Люди и учреждения Петровской эпохи. Сборник статей, приуроченный к 350-летнему юбилею со дня рождения Петра I — страница 40 из 74

[622].

Необходимо отметить, что в ст. 6 именного указа от 19 декабря 1718 г. дополнительно оговаривалось, что на рассмотрение царя могли передаваться исключительно те судебные дела, разрешение которых вызвало затруднения у Правительствующего сената. В свою очередь, согласно ст. 4 того же указа и ст. 4 «Должности Сената» в редакции от декабря 1718 г., дела могли поступать в судебное производство Сената лишь по распоряжению монарха. Сходный порядок был закреплен и в ст. 4 «Должности Сената» в редакции от 27 апреля 1722 г. (в которой прописывалась также процедура передачи соответствующих высочайших указаний через генерал-рекетмейстера)[623].

Наконец, невозможно обойти упоминанием подборку законодательных актов 1700–1718 гг., в которых устанавливался особый порядок судопроизводства по делам о государственных преступлениях и о преступлениях против интересов службы и предусматривалось личное участие царя в возбуждении подобных дел. Причем это высочайшее вмешательство обуславливалось непосредственным обращением подданных.

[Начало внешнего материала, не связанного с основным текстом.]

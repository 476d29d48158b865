//! # Repository Seams
//!
//! Async traits the services talk to, plus the in-memory implementations
//! used in tests and single-process deployments.
//!
//! ## Seam Layout
//! ```text
//! ┌─────────────────────────────────────────────────────────────────────────┐
//! │  Services (packaging / inventory / transfer)                            │
//! │       │                                                                 │
//! │       ▼                                                                 │
//! │  ┌──────────────┬────────────────┬──────────────┬──────────────────┐   │
//! │  │ DrugCatalog  │ OverrideRepo   │ InventoryRepo│ TransferRepo     │   │
//! │  │ (packaging)  │ (shop layers)  │ (batch       │ AdjustmentLog    │   │
//! │  │              │                │  ledger)     │ SupplierDirectory│   │
//! │  └──────────────┴────────────────┴──────────────┴──────────────────┘   │
//! │       │                                                                 │
//! │       ▼                                                                 │
//! │  memory::* (tokio RwLock over HashMap) or a real database backend       │
//! └─────────────────────────────────────────────────────────────────────────┘
//! ```
//!
//! Every trait is object-safe so services can hold `Arc<dyn Trait>`.

pub mod memory;

use async_trait::async_trait;
use serde::{Deserialize, Serialize};

use rxpos_core::adjustment::{AdjustmentFilter, StockAdjustment};
use rxpos_core::inventory::ShopInventory;
use rxpos_core::overrides::OverrideSet;
use rxpos_core::packaging::PackagingInfo;
use rxpos_core::transfer::StockTransfer;

use crate::error::StoreResult;

// =============================================================================
// Supporting Records
// =============================================================================

/// Result of a global barcode lookup: which drug and which packaging level
/// the scanned code belongs to.
#[derive(Debug, Clone, Serialize, Deserialize)]
pub struct BarcodeHit {
    pub drug_id: String,
    pub level_id: String,
    pub unit_name: String,
}

/// A supplier on file. Batches reference suppliers by id.
#[derive(Debug, Clone, Serialize, Deserialize)]
pub struct Supplier {
    pub id: String,
    pub name: String,
    pub contact: Option<String>,
    pub is_active: bool,
}

impl Supplier {
    pub fn new(id: impl Into<String>, name: impl Into<String>) -> Self {
        Supplier {
            id: id.into(),
            name: name.into(),
            contact: None,
            is_active: true,
        }
    }
}

// =============================================================================
// Catalog Seams
// =============================================================================

/// Global packaging catalog, keyed by drug id.
#[async_trait]
pub trait DrugCatalog: Send + Sync {
    /// Fetches a drug's packaging hierarchy.
    async fn get_packaging(&self, drug_id: &str) -> StoreResult<Option<PackagingInfo>>;

    /// Creates or replaces a drug's packaging hierarchy. Implementations
    /// must reject hierarchies that fail structural validation.
    async fn save_packaging(&self, info: PackagingInfo) -> StoreResult<()>;

    /// Global barcode lookup across every drug's packaging levels.
    async fn find_by_barcode(&self, barcode: &str) -> StoreResult<Option<BarcodeHit>>;

    /// Lists all drug ids with a packaging hierarchy on file.
    async fn list_drug_ids(&self) -> StoreResult<Vec<String>>;
}

/// Supplier directory.
#[async_trait]
pub trait SupplierDirectory: Send + Sync {
    async fn get(&self, supplier_id: &str) -> StoreResult<Option<Supplier>>;
    async fn upsert(&self, supplier: Supplier) -> StoreResult<()>;
    async fn list_active(&self) -> StoreResult<Vec<Supplier>>;
}

// =============================================================================
// Shop-Scoped Seams
// =============================================================================

/// Per-shop batch inventories, keyed by (shop id, drug id).
#[async_trait]
pub trait InventoryRepository: Send + Sync {
    async fn get(&self, shop_id: &str, drug_id: &str) -> StoreResult<Option<ShopInventory>>;

    /// Creates or replaces an inventory record.
    async fn save(&self, inventory: ShopInventory) -> StoreResult<()>;

    async fn list_for_shop(&self, shop_id: &str) -> StoreResult<Vec<ShopInventory>>;

    /// Inventories at or below their reorder point.
    async fn list_needing_reorder(&self, shop_id: &str) -> StoreResult<Vec<ShopInventory>>;
}

/// Per-shop packaging override sets, keyed by (shop id, drug id).
#[async_trait]
pub trait OverrideRepository: Send + Sync {
    /// Fetches a shop's override set for a drug. Returns an empty set when
    /// the shop has no customizations.
    async fn get_set(&self, shop_id: &str, drug_id: &str) -> StoreResult<OverrideSet>;

    async fn save_set(&self, set: OverrideSet) -> StoreResult<()>;
}

// =============================================================================
// Audit and Transfer Seams
// =============================================================================

/// Append-only stock adjustment log.
#[async_trait]
pub trait AdjustmentLog: Send + Sync {
    /// Appends one record. Records are never updated or deleted.
    async fn append(&self, adjustment: StockAdjustment) -> StoreResult<()>;

    /// Records matching the filter, newest first.
    async fn query(&self, filter: &AdjustmentFilter) -> StoreResult<Vec<StockAdjustment>>;
}

/// Inter-shop transfer records.
#[async_trait]
pub trait TransferRepository: Send + Sync {
    async fn get(&self, transfer_id: &str) -> StoreResult<Option<StockTransfer>>;
    async fn save(&self, transfer: StockTransfer) -> StoreResult<()>;

    /// Transfers where the shop is sender or receiver, newest first.
    async fn list_for_shop(&self, shop_id: &str) -> StoreResult<Vec<StockTransfer>>;
}
//! # Error Types
//!
//! Domain-specific error types for rxpos-core.
//!
//! ## Error Hierarchy
//! ```text
//! ┌─────────────────────────────────────────────────────────────────────────┐
//! │                         Error Types                                     │
//! │                                                                         │
//! │  rxpos-core errors (this file)                                         │
//! │  ├── CoreError        - Domain failures (NotFound, StateConflict, ...) │
//! │  └── ValidationError  - Input / configuration validation failures      │
//! │                                                                         │
//! │  rxpos-store errors (separate crate)                                   │
//! │  └── StoreError       - Repository and orchestration failures          │
//! │                                                                         │
//! │  Flow: ValidationError → CoreError → StoreError → caller               │
//! └─────────────────────────────────────────────────────────────────────────┘
//! ```
//!
//! ## Design Principles
//! 1. Use `thiserror` for derive macros (not manual impl)
//! 2. Include context in error messages (drug id, batch number, etc.)
//! 3. Errors are enum variants, never String
//! 4. Every failure is surfaced *before* any mutation - no partial application

use thiserror::Error;

use crate::types::{StockLocation, TransferStatus};

// =============================================================================
// Core Error
// =============================================================================

/// Core business logic errors.
///
/// These errors represent business rule violations or domain logic failures.
/// They should be caught and translated to user-friendly messages.
#[derive(Debug, Error)]
pub enum CoreError {
    /// An entity referenced by an operation does not exist.
    ///
    /// ## When This Occurs
    /// - Drug id has no packaging info in the catalog
    /// - (shop, drug) pair has no inventory record
    /// - Override / transfer / batch id is unknown
    #[error("{entity} not found: {id}")]
    NotFound { entity: &'static str, id: String },

    /// Insufficient total stock to satisfy a FEFO issue.
    ///
    /// ## User Workflow
    /// ```text
    /// Sell 70 units
    ///      │
    ///      ▼
    /// Available across active batches: 50
    ///      │
    ///      ▼
    /// InsufficientStock { available: 50, requested: 70 }  (no batch touched)
    /// ```
    #[error("Insufficient stock for drug {drug_id}: available {available}, requested {requested}")]
    InsufficientStock {
        drug_id: String,
        available: i64,
        requested: i64,
    },

    /// Insufficient stock in one physical location for a location move.
    ///
    /// Scoped to the source location: storage may be full while the shop
    /// floor is empty, and vice versa.
    #[error(
        "Insufficient {location} stock for drug {drug_id}: available {available}, requested {requested}"
    )]
    InsufficientLocationStock {
        drug_id: String,
        location: StockLocation,
        available: i64,
        requested: i64,
    },

    /// Unit name does not match any packaging level of the drug.
    #[error("Unknown unit '{unit_name}' for drug {drug_id}")]
    InvalidUnit { unit_name: String, drug_id: String },

    /// A transfer is not in a state that allows the requested transition.
    ///
    /// ## When This Occurs
    /// - Approving a transfer that is not Pending
    /// - Completing a transfer that never went InTransit
    /// - Cancelling an already Completed transfer
    #[error("Transfer {transfer_id} is {current_status:?}, cannot {operation}")]
    TransferStateConflict {
        transfer_id: String,
        current_status: TransferStatus,
        operation: &'static str,
    },

    /// A batch is not in a state that allows the requested operation.
    #[error("Batch {batch_number} is {current_status}, cannot {operation}")]
    BatchStateConflict {
        batch_number: String,
        current_status: String,
        operation: &'static str,
    },

    /// Validation error (wraps ValidationError).
    #[error("Validation error: {0}")]
    Validation(#[from] ValidationError),

    /// Packaging hierarchy failed structural validation.
    ///
    /// Carries every violation so the caller can report all of them at once
    /// instead of fixing one field per round trip.
    #[error("Invalid packaging hierarchy for drug {drug_id}: {errors:?}")]
    InvalidPackaging {
        drug_id: String,
        errors: Vec<ValidationError>,
    },
}

// =============================================================================
// Validation Error
// =============================================================================

/// Input and configuration validation errors.
///
/// These errors occur when input doesn't meet requirements. Used for early
/// validation before business logic runs, and by `PackagingInfo::validate`
/// for structural checks on the hierarchy.
#[derive(Debug, Clone, PartialEq, Error)]
pub enum ValidationError {
    /// A required field is missing or empty.
    #[error("{field} is required")]
    Required { field: String },

    /// Field value is too long.
    #[error("{field} must be at most {max} characters")]
    TooLong { field: String, max: usize },

    /// Value must be positive.
    #[error("{field} must be positive")]
    MustBePositive { field: String },

    /// Numeric value is out of range.
    #[error("{field} must be between {min} and {max}")]
    OutOfRange { field: String, min: i64, max: i64 },

    /// Invalid format (e.g., invalid characters in a batch number).
    #[error("{field} has invalid format: {reason}")]
    InvalidFormat { field: String, reason: String },

    /// Duplicate value (e.g., duplicate batch number or custom unit name).
    #[error("{field} '{value}' already exists")]
    Duplicate { field: String, value: String },

    /// Two mutually exclusive fields were both supplied.
    #[error("{first} and {second} are mutually exclusive")]
    Conflicting { first: String, second: String },

    /// No level with level_number = 1 in a packaging hierarchy.
    #[error("packaging hierarchy has no base level (level_number = 1)")]
    MissingBaseLevel,

    /// Level numbers are not contiguous from 1.
    #[error("packaging level numbers must be contiguous: expected {expected}, found {found}")]
    NonContiguousLevels { expected: u32, found: u32 },

    /// More than one level/override is flagged as the default sell unit.
    #[error("at most one default sell unit is allowed, found {count}")]
    MultipleDefaults { count: usize },

    /// The default sell unit is not sellable.
    #[error("default sell unit '{unit_name}' must be sellable")]
    DefaultNotSellable { unit_name: String },

    /// A level above the base has no resolvable parent.
    #[error("packaging level '{unit_name}' has no resolvable parent")]
    UnresolvedParent { unit_name: String },

    /// A parent chain loops back on itself.
    #[error("parent chain of '{unit_name}' contains a cycle")]
    CyclicParentChain { unit_name: String },
}

// =============================================================================
// Result Type Alias
// =============================================================================

/// Convenience type alias for Results with CoreError.
pub type CoreResult<T> = Result<T, CoreError>;

// =============================================================================
// Unit Tests
// =============================================================================

#[cfg(test)]
mod tests {
    use super::*;

    #[test]
    fn test_error_messages() {
        let err = CoreError::InsufficientStock {
            drug_id: "AMOX-500".to_string(),
            available: 50,
            requested: 70,
        };
        assert_eq!(
            err.to_string(),
            "Insufficient stock for drug AMOX-500: available 50, requested 70"
        );
    }

    #[test]
    fn test_location_scoped_message() {
        let err = CoreError::InsufficientLocationStock {
            drug_id: "AMOX-500".to_string(),
            location: StockLocation::ShopFloor,
            available: 5,
            requested: 20,
        };
        assert_eq!(
            err.to_string(),
            "Insufficient shop_floor stock for drug AMOX-500: available 5, requested 20"
        );
    }

    #[test]
    fn test_validation_error_messages() {
        let err = ValidationError::Required {
            field: "custom_unit_name".to_string(),
        };
        assert_eq!(err.to_string(), "custom_unit_name is required");

        let err = ValidationError::Conflicting {
            first: "parent_packaging_level_id".to_string(),
            second: "parent_override_id".to_string(),
        };
        assert_eq!(
            err.to_string(),
            "parent_packaging_level_id and parent_override_id are mutually exclusive"
        );
    }

    #[test]
    fn test_validation_converts_to_core_error() {
        let validation_err = ValidationError::MissingBaseLevel;
        let core_err: CoreError = validation_err.into();
        assert!(matches!(core_err, CoreError::Validation(_)));
    }
}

Своеобразие ситуации в данном случае заключалось в том, что, хотя традиция обращения подданных к монарху (право челобитья) существовала, как известно, с глубокой древности, эта процедура длительное время никак не регламентировалась. Первая таковая регламентация — в виде ограничения права челобитья — последовала в России лишь в середине XVII в., в связи с внесением в ст. 20 гл. 10‐й Уложения 1649 г. нормы о запрете частным лицам обращаться к царю, минуя центральные органы («в приказе не бив челом»)[624]. В последующем законодательстве XVII в. данный запрет не повторялся.

В первом из означенных актов 1700–1718 гг. — именном указе от 2 февраля 1700 г. — речь шла о праве подданного извещать непосредственно верховную власть о «великих государственных делах»[625]. При всей нечеткости приведенной формулировки возможно с уверенностью предположить, что под «великими государственными делами» Петр I подразумевал в данном случае как популярные в те годы предложения об увеличении государственных доходов, так и сообщения об особо важных государственных преступлениях. Тем самым в законе от 2 февраля 1700 г. впервые в истории российского права оказалось прямо закреплено (хотя и в расплывчатой форме) право подданных обращаться непосредственно к монарху с сообщением о преступлении[626].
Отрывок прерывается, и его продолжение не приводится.